Following their championship success, the Chiefs traded running back Mike Garrett, the club's all-time leading rusher at the time, to San Diego after a week 3 loss in Denver, and replaced him in the lineup with Ed Podolak. Despite a 44–24 win on September 28 against the eventual Super Bowl V champion Baltimore on the second-ever telecast of ABC's Monday Night Football, the Chiefs were just 3–3–1 at the season's midpoint.
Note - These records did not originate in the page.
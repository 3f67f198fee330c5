pub mod identity;
pub mod roles;
pub mod token_codec;

pub use identity::{Identity, InvalidReason, TokenStatus};
pub use roles::RoleSet;
pub use token_codec::TokenCodec;
/*
 * Responsibility
 * - GET /me: 認証済み主体をそのまま返す
 * - GET /admin: role guard の内側から同じ情報を返す
 */
use axum::Json;

use crate::api::v1::dto::identity::IdentityResponse;
use crate::api::v1::extractors::AuthCtxExtractor;

pub async fn me(AuthCtxExtractor(ctx): AuthCtxExtractor) -> Json<IdentityResponse> {
    Json(ctx.into())
}

pub async fn admin(AuthCtxExtractor(ctx): AuthCtxExtractor) -> Json<IdentityResponse> {
    tracing::info!(user_id = ctx.user_id, role = %ctx.role, "admin endpoint accessed");
    Json(ctx.into())
}
use axum::extract::FromRequestParts;
use axum::http::{Extensions, request::Parts};

use crate::error::AuthError;

use super::AuthCtx;

/// guard が extensions に入れた AuthCtx を取り出す
/// guard を通っていない場合は ContextMissing
pub fn auth_ctx(extensions: &Extensions) -> Result<AuthCtx, AuthError> {
    extensions
        .get::<AuthCtx>()
        .cloned()
        .ok_or(AuthError::ContextMissing)
}

/// Handler で、 AuthCtx を受け取るための extractor
/// middleware が AuthCtx を request.extensions() に insert 済みである前提
/// 見つからない場合は 500 を返す（ミドルウェア未設定 = 実装ミス）
pub struct AuthCtxExtractor(pub AuthCtx);

impl<S> FromRequestParts<S> for AuthCtxExtractor
where
    S: Send + Sync,
{
    type Rejection = AuthError;

    async fn from_request_parts(parts: &mut Parts, _state: &S) -> Result<Self, Self::Rejection> {
        auth_ctx(&parts.extensions)
            .map(AuthCtxExtractor)
            .inspect_err(|_| tracing::error!("auth context requested without auth middleware"))
    }
}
One of the season's pivotal junctures came in a 17–17 tie against Oakland on November 1. The Chiefs were ahead 17–14 when quarterback Len Dawson apparently sealed the win, running for a first down which would have allowed Kansas City to run out the clock. While on the ground, Dawson was speared by Raiders defensive end Ben Davidson in an infamous incident that cost the Chiefs a victory and further inflamed the already heated Chiefs–Raiders rivalry. Wide receiver Otis Taylor retaliated and a bench-clearing brawl ensued. Offsetting penalties were called, nullifying Dawson's first down. The Chiefs were forced to punt and Raiders kicker George Blanda eventually booted a game-tying field goal with eight seconds remaining. Following the tie with Oakland the Chiefs' defense would permit only 43 points over the next 5 weeks, which included 4 wins and 6–6 tie with the St. Louis Cardinals at Municipal Stadium. The Cardinals had come into that game with a streak of three straight shutout wins. The Chiefs' defense held St. Louis to a late Field Goal as the game ended 6–6. After a 16–0 shutout of Denver the Chiefs had played to a 6–1–2 record over the past nine weeks to stand 7–3–2 with two weeks to play and very much looked like a team with a chance to defend its championship.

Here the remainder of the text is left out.